Should work fine as long as long as they keep printing more domestic sources of energy and raw materials.
I agree. I think it would make more sense to look at the major export items (cars and electronics) and tell the major export markets that if you buy an item, you get an instant cash rebate, discount, etc. Japan needs to put money in the hands of their potential buyers, that might have a side effect of lowering the Yen since for American consumers they will need to "buy" U.S. Dollars to hand to U.S. consumers.
Same with the U.S. give $ out at the bottom level to buy goods and watch prices skyrocket. Look at the rise of college tuition, they give $ out to poor kids like candy.
Who pays for the "huge rebate", or does the central bank just print it up?
Print.
That is not an either/or question. The central bank prints. All non inflation-indexed creditors pay.....
Message to BOJ CB.
ONLY EASE ON TUESDAYS you idiots.
Gold and Silver may have put in a bottom today. Still to soon to say.
What easy money gains? From this angle, the jap market appears to be crashing more everyday
It isn't helping Agency MBS investors like pension funds ... and The Fed. Ha-Ha!
http://confoundedinterest.wordpress.com/2013/06/03/grumpy-ben-increasing-risk-for-ginnie-mae-investors-fed-rising-rates-spreads-and-duration/
Yep. Vanguard's GNMA fund generated a total return of -2.29% in May. Not what investors were expecting from a "safe" (duration = 2.5 years) bond fund.
Got Liquidity Trap?
Inject money.
No response?
Inject way the fuck too much money?
Oh, there's a response?!?!
Stocks rally!
Check!
Internet Rates skyrocket!
WTF?
Whaddya mean interest rates skyrocket?
Inflation premiums expand
Oh....
Yeah, Oh as in Oh shit, right?
Oh no, we just gotta do more.
Things start falling apart.
Oh
Yeah, oh
Oh what?
Oh shit.
Say it after me.
Say what?
Say Oh Shit.
Oh shit.
Feel better?
No
No what?
No shit.
See I knew you'd get it.
Get what?
No shit.
We're fucked
We know that, whadda we do?
Undo it. Reverse everything
We can't do that!
Why
Because everything'd fall apart
No shit!
Too much debt leads to lower interest rates until it is repaid or defaulted, Japan is a perfect example. When everyone in the world tries to devalue at once, it really does not work, growth stagnates and shit gets cheaper until the bottom discovery process is complete. Once defaults occur, you can waive the inflation flag
No. Too much debt leads to higher interest rates and defaults. Japan's problem is plain old stupidity. Japan is a perfect example of stupid people thinking buying a government bond is an investment, or worse, a risk-free investment.
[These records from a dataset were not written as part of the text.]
//! Dispatch glue between the reliable layer and the application.
//!
//! Every decoded packet passes through here after the receive filter:
//! routing-port payloads are decoded into their control record, the
//! reliable layer sniffs the result, and packets meant for this node
//! are handed up to the local application transport.

use loramesh_core::{MeshPacket, PortNum, Routing};

use crate::error::RouterError;
use crate::reliable::ReliableRouter;
use crate::substrate::{print_packet, FloodingRouter};

/// Process a received packet through the reliable layer.
///
/// Returns the packet when it should be delivered to the local
/// application transport: destination is broadcast or ourselves, and it
/// did not originate from the phone-side bridge; packets with
/// `from == 0` would just echo back to the phone.
pub fn handle_received<F: FloodingRouter>(
    router: &mut ReliableRouter<F>,
    p: &MeshPacket,
    now_ms: u32,
) -> Result<Option<MeshPacket>, RouterError> {
    let routing = match p.decoded() {
        Some(d) if d.portnum == PortNum::Routing => Some(
            Routing::from_bytes(&d.payload).map_err(|e| RouterError::Codec(e.to_string()))?,
        ),
        _ => None,
    };

    print_packet("routing sniffing", p);
    router.sniff_received(p, routing.as_ref(), now_ms);

    if (p.to.is_broadcast() || p.to == router.node_num()) && p.from.as_u32() != 0 {
        print_packet("delivering rx packet", p);
        Ok(Some(p.clone()))
    } else {
        Ok(None)
    }
}

/// Build a reply to a routing request.
///
/// Reserved for future routing requests; nothing sends them yet, so a
/// routing-port request yields a defined error rather than a reply.
pub fn alloc_reply(current_request: Option<&MeshPacket>) -> Result<Option<MeshPacket>, RouterError> {
    let req = current_request.ok_or(RouterError::NoCurrentRequest)?;

    if req.decoded().is_some_and(|d| d.portnum == PortNum::Routing) {
        return Err(RouterError::ReplyUnsupported);
    }

    Ok(None)
}
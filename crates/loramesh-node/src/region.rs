//! Radio regulatory regions.
//!
//! The region exists in two encodings: the numeric enum in the radio
//! preferences, and a legacy textual tag like `"1.0-EU433"` carried in
//! the node info. The tag form is converted to the enum once at boot.

use serde::{Deserialize, Serialize};

/// Regulatory domain codes.
#[derive(Debug, Clone, Copy, Default, PartialEq, Eq, Serialize, Deserialize)]
pub enum RegionCode {
    #[default]
    Unset,
    Us,
    Eu433,
    Eu865,
    Cn,
    Jp,
    Anz,
    Kr,
    Tw,
}

/// Static facts about one regulatory domain.
#[derive(Debug, Clone, Copy)]
pub struct RegionInfo {
    pub code: RegionCode,
    pub name: &'static str,
}

/// All known regions, in tag order.
pub static REGIONS: &[RegionInfo] = &[
    RegionInfo {
        code: RegionCode::Us,
        name: "US",
    },
    RegionInfo {
        code: RegionCode::Eu433,
        name: "EU433",
    },
    RegionInfo {
        code: RegionCode::Eu865,
        name: "EU865",
    },
    RegionInfo {
        code: RegionCode::Cn,
        name: "CN",
    },
    RegionInfo {
        code: RegionCode::Jp,
        name: "JP",
    },
    RegionInfo {
        code: RegionCode::Anz,
        name: "ANZ",
    },
    RegionInfo {
        code: RegionCode::Kr,
        name: "KR",
    },
    RegionInfo {
        code: RegionCode::Tw,
        name: "TW",
    },
];

/// Look a region up by its numeric code.
#[must_use]
pub fn region_for_code(code: RegionCode) -> Option<&'static RegionInfo> {
    REGIONS.iter().find(|r| r.code == code)
}

/// Look a region up by its textual name, e.g. `"EU433"`.
#[must_use]
pub fn region_for_name(name: &str) -> Option<&'static RegionInfo> {
    REGIONS.iter().find(|r| r.name == name)
}

/// Prefix of old-style region strings.
pub const LEGACY_REGION_PREFIX: &str = "1.0-";

/// Convert a legacy `"1.0-EU433"` style tag to its code.
#[must_use]
pub fn from_legacy_tag(tag: &str) -> Option<RegionCode> {
    tag.strip_prefix(LEGACY_REGION_PREFIX)
        .and_then(region_for_name)
        .map(|r| r.code)
}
It is neither, unless the bond belongs to an expansionist empire who can actually grow as a business by conquering more land/people. In effect, japanese "savers" are paying a voluntary tax which is preventing inflation; or more accurately, there is inflation but it's in the price of government bonds instead of consumer goods. The ONLY way to generate consumer price inflation is to burst the bond bubble, even if in a controlled manner. If the government would reverse course and start actually paying back the debt, excess savings would be forced into actual businesses leading to actual economic growth. Which if I recall, is how they became one of the world's richest countries. Japan's only other option is to flood the country with chinese immigrants.
To these Keynesian idiots, old people trying to save cash to support themselves through old age = "liquidity trap."
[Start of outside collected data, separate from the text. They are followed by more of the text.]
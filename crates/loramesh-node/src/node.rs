//! The node runtime and its event loop.
//!
//! Wires the directory, the reliable router, and storage over a
//! caller-supplied flooding substrate. Everything runs on one task: the
//! substrate delivers received packets through a channel, the
//! retransmission timer sleeps exactly as long as the pending table
//! asks, and the state is persisted periodically and at shutdown.

use std::path::PathBuf;
use std::time::{Duration, Instant};

use rand::Rng;
use tokio::sync::{mpsc, watch};

use loramesh_core::{MeshPacket, NodeNum, PacketIdSource};
use loramesh_router::routing;
use loramesh_router::{FloodingRouter, ReliableRouter, RouterError};

use crate::config::{parse_mac, NodeConfig};
use crate::devicestate::{CriticalErrorCode, Position, User};
use crate::error::NodeError;
use crate::nodedb::{BootInfo, DirectoryUpdate, LoadedState, NodeDb};
use crate::storage::{Store, StoreError};

/// Events published to the embedding application.
#[derive(Debug)]
pub enum NodeEvent {
    /// The directory changed; observers should refresh.
    NodeDbUpdated { force: bool },
    /// A peer's user record changed; wakes the power state machine.
    UserChanged { node: NodeNum },
    /// A packet for the local application transport.
    PacketDelivered(MeshPacket),
    /// A critical error was recorded; show it on the screen.
    CriticalError {
        code: CriticalErrorCode,
        address: u32,
    },
}

/// Handle for requesting shutdown from another task.
#[derive(Debug, Clone)]
pub struct ShutdownHandle {
    tx: watch::Sender<bool>,
}

impl ShutdownHandle {
    pub fn shutdown(&self) {
        let _ = self.tx.send(true);
    }
}

/// Sleep bound when nothing is pending, so config changes and channel
/// closure still get noticed.
const IDLE_TICK_MSEC: u64 = 60_000;

enum Wake {
    RetransmitDue,
    Inbound(Option<MeshPacket>),
    Persist,
    Shutdown,
}

/// A mesh node: directory, reliable router, and persistence, driven by
/// a single event loop.
pub struct Node<F: FloodingRouter> {
    config: NodeConfig,
    db: NodeDb,
    router: ReliableRouter<F>,
    store: Store,
    boot: BootInfo,
    started_at: Instant,
    inbound_tx: mpsc::UnboundedSender<MeshPacket>,
    inbound_rx: mpsc::UnboundedReceiver<MeshPacket>,
    events_tx: mpsc::UnboundedSender<NodeEvent>,
    events_rx: Option<mpsc::UnboundedReceiver<NodeEvent>>,
    shutdown_tx: watch::Sender<bool>,
    shutdown_rx: watch::Receiver<bool>,
}

impl<F: FloodingRouter> Node<F> {
    /// Create a node from configuration and a flooding substrate.
    pub fn new(config: NodeConfig, substrate: F) -> Result<Self, NodeError> {
        let mac = match &config.node.mac {
            Some(s) => parse_mac(s)?,
            None => random_mac(),
        };

        let store = match &config.node.storage_path {
            Some(path) => Store::new(PathBuf::from(path))?,
            None => Store::default_path()?,
        };

        let boot = BootInfo {
            firmware_version: env!("CARGO_PKG_VERSION").to_string(),
            hw_model: config.node.hw_model.clone(),
            region_tag: config.node.region_tag.clone(),
        };

        let (inbound_tx, inbound_rx) = mpsc::unbounded_channel();
        let (events_tx, events_rx) = mpsc::unbounded_channel();
        let (shutdown_tx, shutdown_rx) = watch::channel(false);

        Ok(Self {
            config,
            db: NodeDb::new(mac),
            router: ReliableRouter::new(substrate, PacketIdSource::random()),
            store,
            boot,
            started_at: Instant::now(),
            inbound_tx,
            inbound_rx,
            events_tx,
            events_rx: Some(events_rx),
            shutdown_tx,
            shutdown_rx,
        })
    }

    /// Milliseconds since boot. Wraps like any embedded tick counter.
    pub fn now_ms(&self) -> u32 {
        self.started_at.elapsed().as_millis() as u32
    }

    pub fn db(&self) -> &NodeDb {
        &self.db
    }

    pub fn db_mut(&mut self) -> &mut NodeDb {
        &mut self.db
    }

    pub fn router(&self) -> &ReliableRouter<F> {
        &self.router
    }

    pub fn router_mut(&mut self) -> &mut ReliableRouter<F> {
        &mut self.router
    }

    /// Sender the substrate uses to deliver received packets.
    pub fn inbound_sender(&self) -> mpsc::UnboundedSender<MeshPacket> {
        self.inbound_tx.clone()
    }

    /// Take the event stream. Yields `None` after the first call.
    pub fn take_event_receiver(&mut self) -> Option<mpsc::UnboundedReceiver<NodeEvent>> {
        self.events_rx.take()
    }

    pub fn shutdown_handle(&self) -> ShutdownHandle {
        ShutdownHandle {
            tx: self.shutdown_tx.clone(),
        }
    }

    /// Boot: load the saved state and initialize the directory.
    pub async fn start(&mut self) -> Result<(), NodeError> {
        let loaded = match self.store.load().await {
            Ok(Some(state)) => LoadedState::State(state),
            Ok(None) => LoadedState::Absent,
            Err(StoreError::Decode(e)) => {
                tracing::warn!("can't decode saved device state: {e}");
                LoadedState::Corrupt
            }
            Err(e) => return Err(e.into()),
        };

        self.db.init(loaded, &self.boot, self.router.ids_mut());

        if self.config.node.no_save {
            self.db.device_state_mut().no_save = true;
        }

        tracing::info!(
            node = %self.db.node_num(),
            nodes = self.db.num_nodes(),
            region = self.db.active_region().map_or("unset", |r| r.name),
            "node started"
        );
        Ok(())
    }

    /// Send a packet from the local application.
    pub fn send(&mut self, p: MeshPacket) -> Result<(), RouterError> {
        let now = self.now_ms();
        let result = self.router.send(p, now);
        self.flush_local_delivery();
        result
    }

    /// Feed one received packet through filter, sniff, and dispatch.
    pub fn handle_received(&mut self, p: MeshPacket) {
        let now = self.now_ms();

        if self.router.should_filter_received(&p, now) {
            tracing::trace!(id = %p.id, "packet filtered");
        } else {
            self.db.update_from(&p);
            match routing::handle_received(&mut self.router, &p, now) {
                Ok(Some(packet)) => {
                    let _ = self.events_tx.send(NodeEvent::PacketDelivered(packet));
                }
                Ok(None) => {}
                Err(e) => tracing::warn!("receive dispatch failed: {e}"),
            }
        }

        self.flush_local_delivery();
    }

    /// Apply a received position report to the directory.
    pub fn apply_position(&mut self, node: NodeNum, p: &Position) {
        let update = self.db.update_position(node, p);
        self.publish_directory_update(update);
    }

    /// Apply a received user snapshot to the directory.
    pub fn apply_user(&mut self, node: NodeNum, user: User) {
        let update = self.db.update_user(node, user);
        self.publish_directory_update(update);
    }

    /// Record a critical error and surface it to the embedding.
    pub fn record_critical_error(&mut self, code: CriticalErrorCode, address: u32) {
        self.db.record_critical_error(code, address);
        let _ = self
            .events_tx
            .send(NodeEvent::CriticalError { code, address });
    }

    /// Persist the device state.
    pub async fn save(&mut self) -> Result<(), NodeError> {
        self.store.save(self.db.device_state_mut()).await?;
        Ok(())
    }

    /// Run the event loop until shutdown is requested.
    pub async fn run(&mut self) {
        let persist_secs = self.config.node.persist_interval;
        let mut persist =
            tokio::time::interval(Duration::from_secs(persist_secs.max(1)));
        persist.set_missed_tick_behavior(tokio::time::MissedTickBehavior::Delay);
        // The first interval tick fires immediately; we just booted, so
        // swallow it.
        persist.tick().await;

        loop {
            let now = self.now_ms();
            let delay = self.router.do_retransmissions(now);
            self.flush_local_delivery();

            let sleep_ms = if delay == i32::MAX {
                IDLE_TICK_MSEC
            } else {
                delay.max(1) as u64
            };

            let wake = tokio::select! {
                _ = tokio::time::sleep(Duration::from_millis(sleep_ms)) => Wake::RetransmitDue,
                p = self.inbound_rx.recv() => Wake::Inbound(p),
                _ = persist.tick(), if persist_secs > 0 => Wake::Persist,
                _ = self.shutdown_rx.changed() => Wake::Shutdown,
            };

            match wake {
                Wake::RetransmitDue => {}
                Wake::Inbound(Some(p)) => self.handle_received(p),
                // We hold a sender ourselves, so this never triggers;
                // treat it as idle if it somehow does.
                Wake::Inbound(None) => {}
                Wake::Persist => {
                    if let Err(e) = self.save().await {
                        tracing::warn!("periodic save failed: {e}");
                    }
                }
                Wake::Shutdown => {
                    if *self.shutdown_rx.borrow() {
                        tracing::info!("shutdown requested");
                        break;
                    }
                }
            }
        }
    }

    /// Final save on the way down.
    pub async fn shutdown(&mut self) {
        if let Err(e) = self.save().await {
            tracing::error!("final save failed: {e}");
        }
    }

    fn publish_directory_update(&mut self, update: DirectoryUpdate) {
        if update.user_changed {
            let _ = self
                .events_tx
                .send(NodeEvent::UserChanged { node: update.node });
        }
        if update.notify {
            let _ = self
                .events_tx
                .send(NodeEvent::NodeDbUpdated { force: true });
        }
    }

    fn flush_local_delivery(&mut self) {
        for p in self.router.take_local_delivery() {
            let _ = self.events_tx.send(NodeEvent::PacketDelivered(p));
        }
    }
}

/// A random locally administered unicast MAC, for hosts without a
/// radio-supplied one.
fn random_mac() -> [u8; 6] {
    let mut mac: [u8; 6] = rand::thread_rng().gen();
    mac[0] = (mac[0] | 0x02) & !0x01;
    mac
}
Mises was brilliant in many ways. Too bad he wanted to put the oligarchs in charge, which is where I have my big disagreement with him. This article is dead on.
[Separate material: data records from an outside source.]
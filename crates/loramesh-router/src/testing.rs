//! Test double for the flooding substrate.
//!
//! Records every hook invocation so tests can assert on what reached
//! the flooding layer, with a fixed retransmission interval for
//! deterministic scheduling.

use loramesh_core::{MeshPacket, NodeNum, Routing};

use crate::error::RouterError;
use crate::substrate::FloodingRouter;

/// A recording flooding substrate with a fixed retransmission interval.
pub struct MockFlood {
    node: NodeNum,
    /// Interval handed to the reliable layer for every packet.
    pub interval_ms: u32,
    /// Value returned from the dedup filter.
    pub filter_result: bool,
    /// Packets handed to the flooding layer, in order.
    pub sent: Vec<MeshPacket>,
    pub filter_calls: usize,
    pub sniff_calls: usize,
}

impl MockFlood {
    pub fn new(node: NodeNum) -> Self {
        Self {
            node,
            interval_ms: 5_000,
            filter_result: false,
            sent: Vec::new(),
            filter_calls: 0,
            sniff_calls: 0,
        }
    }
}

impl FloodingRouter for MockFlood {
    fn node_num(&self) -> NodeNum {
        self.node
    }

    fn send(&mut self, p: MeshPacket) -> Result<(), RouterError> {
        self.sent.push(p);
        Ok(())
    }

    fn should_filter_received(&mut self, _p: &MeshPacket) -> bool {
        self.filter_calls += 1;
        self.filter_result
    }

    fn sniff_received(&mut self, _p: &MeshPacket, _routing: Option<&Routing>) {
        self.sniff_calls += 1;
    }

    fn retransmission_interval_ms(&self, _p: &MeshPacket) -> u32 {
        self.interval_ms
    }
}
He and all Austrians want the individual in charge of himself. Going back to etymology, economy was oikonomia which meant 'management of one's own household.' AKA, I run my own economy and am my own agent and make my own subjective valuations and decisions.
If people have an ethic of liberty they will guard against those who would seek to rob them of their freedoms.
That would be great if human beings did not always allow sociopaths to control them. You may be perfectly capable and willing to fend for yourself, but most people will allow a Hitler or a W or an Obama to rule them and by default, you too. Before we had a representative government with at least some potential for freedom and liberty and wealth for the average guy, we had Kings who ruled by force and mass poverty. No one elected them and most people would have loved a free market with justice for all but the Kings made sure they had the bigger armies. To ignore that fact is to be a true Mises believer.
" Before we had a representative government with at least some potential for freedom and liberty and wealth for the average guy, we had Kings who ruled by force and mass poverty."
So where do we go from here? It seems like the one thing we have not actually tried in a long time is actually fending for ourselves.
The point I keep trying to make and that no one has argued against, is that most of humanity will never allow that to happen and if wishes were horses.... The Constitution is a brilliant concept that imperfectly but effectively (when not usurped by monied interests) balanced individual freedom with the reality that Kings and oligarchs will take over by force if you don't allow the people to act collectively to stop them.
I'm with you man and you know i ain't your junker. I guess what I am saying is " if wishes were horses"...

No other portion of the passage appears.